Capital Formally Launches Android Product Bundle

June 19, 2012 by Dave Haynes

Capital Networks was showing at DSE an Android-based media player for digital signage, and saying it would be out by late spring. Well, it’s late spring and it’s now out.

The Audience for Android media player and software bundle is a mash-up that takes much of the capability of Capital’s product and gets it running on the sort of set-top box media player that will be coming over by the container-load from China.

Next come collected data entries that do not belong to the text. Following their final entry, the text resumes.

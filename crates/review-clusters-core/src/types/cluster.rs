//! Cluster entity: one group of sentences within an experiment polarity.

use serde::{Deserialize, Serialize};
use uuid::Uuid;

use super::Polarity;

/// A persisted sentence cluster.
///
/// Owned by exactly one experiment; `cluster_number` is unique within
/// (experiment_id, polarity) but need not stay contiguous after merges.
#[derive(Debug, Clone, Serialize, Deserialize)]
pub struct Cluster {
    /// Store-assigned document id, injected after retrieval.
    #[serde(skip)]
    pub id: Uuid,
    /// Owning experiment.
    pub experiment_id: Uuid,
    /// Which review side this cluster groups.
    pub polarity: Polarity,
    /// Display name, defaults to `cluster_<number>` until renamed.
    pub name: String,
    /// Ordinal within (experiment, polarity).
    pub cluster_number: usize,
    /// Number of sentences currently assigned to this cluster.
    pub sentence_count: usize,
}

impl Cluster {
    /// Create cluster metadata with the default name.
    pub fn new(
        experiment_id: Uuid,
        polarity: Polarity,
        cluster_number: usize,
        sentence_count: usize,
    ) -> Self {
        Self {
            id: Uuid::nil(),
            experiment_id,
            polarity,
            name: format!("cluster_{cluster_number}"),
            cluster_number,
            sentence_count,
        }
    }

    /// Lightweight reference for embedding on the experiment document.
    pub fn to_ref(&self) -> ClusterRef {
        ClusterRef {
            cluster_id: self.id,
            name: self.name.clone(),
            cluster_number: self.cluster_number,
            sentence_count: self.sentence_count,
        }
    }
}

/// Cluster reference embedded in the experiment document for display.
#[derive(Debug, Clone, PartialEq, Eq, Serialize, Deserialize)]
pub struct ClusterRef {
    pub cluster_id: Uuid,
    pub name: String,
    pub cluster_number: usize,
    pub sentence_count: usize,
}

“Due to the ease of implementation and low cost of the Audience for Android solution, we believe those new to digital signage will be less hesitant to enter the market, while existing users will enjoy the ability to expand current deployments much more economically,” says Jim Vair, VP Business Development. “In speaking with clients, we’ve found this solution provides them the opportunity to think on a much larger scale, when their original deployment plan may have been limited to one or two screens”.

The features include:

“From retail signage, to corporate and campus communications, to restaurant menu boards, we feel the industry applications for this product are limitless,” says Vair. “And the fact that we have both hosted and non-hosted turnkey solutions to offer clients leaves us in a good position to provide customized digital signage solutions to fit budgets and projects both large and small.”

I saw a version running back in March and it did a LOT more than I expected it to do. It runs Android 4 and does all the multi-zone dynamic content, video and transitioning stuff that Audience would normally run on a PC. It also runs on Android phones and tablets.

The Capital guys have been around since the ’90s doing broadcast-level multi-zone stuff for cable TV channels, and much of that is supported here. They continue to have very high-end products that serve that market, so this big scale, low-cost product doesn’t present any cannibalization issues.

The deal is pretty simple – $699/player (minimum order of five), which includes software and three years of support. So less than $20/month if you look at three year costs. Capital also says hosted and non-hosted solutions are available.

There are other guys doing Android, including signagelive (through its virtual player). Most, however, are small shops or start-ups and I’m not sure I’d take the commercial risk of going with something unproven.

Whether it’s using Android or Linux or even Windows, the sector will be seeing more and more of these very small, solid state and low-low cost players to run the simple jobs that just don’t need the horsepower of a full PC.